People who use cash instead of debit or credit cards should consider adopting the envelope budgeting system.
Take a handful of envelopes and write the name of a specific category of expenses on each envelope. For example, one envelope could be labeled “rent” whereas another could be labeled “utilities.”
Put the cash you will need to cover the category of expenses inside each envelope. If you allocated $300 for utilities, put $300 in cash inside the utility envelope.
Every time you pay for something, make sure you only use cash from the appropriate envelope. If you plan on going clothes shopping, for example, make sure to bring the “clothing” envelope with you.
This is a simple system, but it often helps people become more aware of how much they are spending. If you’re still getting used to living with a budget, this system can also help you avoid costly overdraft fees.
The zero-based budget involves allocating every penny you earn to expenses, debt, or savings. The goal of this budget plan is to get to the point where your income minus your expenses, debt payments, and savings equals zero every month.
This system is time-consuming since you need to plan for every single dollar you make. But it can be beneficial for people who feel like they don’t have any control over their financial situation.
Track Your Progress
Don’t wait until the end of the month to figure out whether or not you stuck to your budget. You should track your spending on a daily basis to hold yourself accountable.
- PocketGuard: This app will keep track of how much spendable money you have left by automatically deducting certain recurring expenses. PocketGuard categorizes your expenses and presents the information in an easy-to-read pie chart so you can see what category is eating too much of the pie. It will also analyze how much you spend on your monthly bills and suggest ways to lower these bills.
- Mint: Use the Mint app to create a custom budget that meets your unique needs. Then, the app will help you track your spending to ensure you stick to this budget. The app automatically categorizes your expenses so you can quickly see what you spend the most money on. It is also designed to notify you when recurring expenses such as subscriptions or memberships increase.

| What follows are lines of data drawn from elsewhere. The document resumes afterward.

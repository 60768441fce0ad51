use thiserror::Error;

pub type AxesResult<T> = Result<T, AxesError>;

#[derive(Debug, Error)]
pub enum AxesError {
    #[error("Missing required WCS keyword: {keyword}")]
    MissingKeyword { keyword: String },

    #[error("Frame not supported: {ctype1}/{ctype2}")]
    FrameNotSupported { ctype1: String, ctype2: String },

    #[error("Unknown frame: {name}")]
    UnknownFrame { name: String },

    #[error("Step magnitude must be positive and finite, got {value}")]
    InvalidMagnitude { value: f64 },

    #[error("Span of {span} exceeds the largest breakpoint ({limit})")]
    SpanOutOfRange { span: String, limit: String },

    #[error("Invalid step table: {message}")]
    InvalidTable { message: String },
}

impl AxesError {
    pub fn missing_keyword(keyword: impl Into<String>) -> Self {
        Self::MissingKeyword {
            keyword: keyword.into(),
        }
    }

    pub fn frame_not_supported(ctype1: impl Into<String>, ctype2: impl Into<String>) -> Self {
        Self::FrameNotSupported {
            ctype1: ctype1.into(),
            ctype2: ctype2.into(),
        }
    }

    pub fn unknown_frame(name: impl Into<String>) -> Self {
        Self::UnknownFrame { name: name.into() }
    }

    pub fn invalid_magnitude(value: f64) -> Self {
        Self::InvalidMagnitude { value }
    }

    pub fn span_out_of_range(span: impl Into<String>, limit: impl Into<String>) -> Self {
        Self::SpanOutOfRange {
            span: span.into(),
            limit: limit.into(),
        }
    }

    pub fn invalid_table(message: impl Into<String>) -> Self {
        Self::InvalidTable {
            message: message.into(),
        }
    }
}
//! Tick steps and frame identification for celestial plot axes.
//!
//! `celestial-axes` is the small layer between a WCS definition and an axis
//! renderer: it decides what step to place ticks at, and what the axes of a
//! `CTYPE1`/`CTYPE2` pair are called.
//!
//! # Modules
//!
//! | Module | Purpose |
//! |--------|---------|
//! | [`step`] | 1-2-5 scalar steps, sexagesimal degree and hour steps, [`StepTable`] |
//! | [`units`] | [`AngleUnit`] and unit-tagged [`Quantity`] |
//! | [`ctype`] | Longitude / latitude / scalar classification of `CTYPEn` codes |
//! | [`frame`] | [`Frame`] names and [`CoordMeta`] display metadata |
//! | [`registry`] | Frame resolution with pluggable identifiers |
//! | [`header`] | [`KeywordProvider`] access to WCS keywords |
//! | [`error`] | [`AxesError`] and [`AxesResult`] |
//!
//! # Example
//!
//! ```
//! use celestial_axes::{
//!     get_coord_meta, get_coordinate_frame, select_step_hour, AngleUnit, KeywordMap, Quantity,
//! };
//!
//! let wcs = KeywordMap::celestial("RA---TAN", "DEC--TAN");
//! let frame = get_coordinate_frame(&wcs).unwrap();
//! let meta = get_coord_meta(frame).unwrap();
//! assert_eq!(meta.name.0, "ra");
//!
//! let step = select_step_hour(Quantity::degrees(30.0)).unwrap();
//! assert_eq!((step.value(), step.unit()), (2.0, AngleUnit::HourAngle));
//! ```
//!
//! The process-wide identifier list behind [`get_coordinate_frame`] is meant
//! to be configured once at start-up. Code that needs isolated resolution
//! should own a [`FrameRegistry`] instead.

pub mod ctype;
pub mod error;
pub mod frame;
pub mod header;
pub mod registry;
pub mod step;
pub mod units;

pub use ctype::{coord_type_from_ctype, ctype_prefix, CoordType};
pub use error::{AxesError, AxesResult};
pub use frame::{get_coord_meta, CoordMeta, Frame, IntoFrame};
pub use header::{KeywordMap, KeywordProvider};
pub use registry::{
    frame_identifier_count, get_coordinate_frame, register_frame_identifier,
    reset_frame_identifiers, FrameIdentifier, FrameRegistry,
};
pub use step::{select_step_degree, select_step_hour, select_step_scalar, StepRow, StepTable};
pub use units::{AngleUnit, Quantity};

- Honeydue: This app is designed for people who are budgeting with their partners. You and your partner will both have access to each other’s financial information, including credit cards, loans, bank accounts, and investments. The app also categorizes expenses so you can see how your partner is spending money and vice versa. Use this app to track your spending together and hold each other accountable.
These money management apps automate the process of expense tracking. The apps are connected to your bank accounts and credit cards, so you won’t need to manually enter every expense you incur. This makes tracking your progress easier than ever before.
Adjust Your Budget as Needed
Set aside time to review your budget at the end of the first month. Review your expenses to see whether or not you were able to stick to your budget. If you were, you may want to continue using this budget without making any changes. But if you weren’t, now is the time to figure out what went wrong so you can adjust your budget.
For example, you may realize that there is no way for you to stick to your monthly grocery budget. If you need to increase your monthly grocery budget, look for ways to cut back in other areas. This may mean decreasing your entertainment budget, saving a little bit less, or canceling a subscription service.
After making these adjustments, try sticking to your new budget for a month. At the end of the month, review your budget again to see if you need to make any other adjustments. Repeat these steps month after month until you are completely satisfied with your budget.
That’s all it takes to create a budget that fits your needs and stick to it all year long. Follow these tips so you can finally achieve financial stability and meet your financial goals in the year ahead.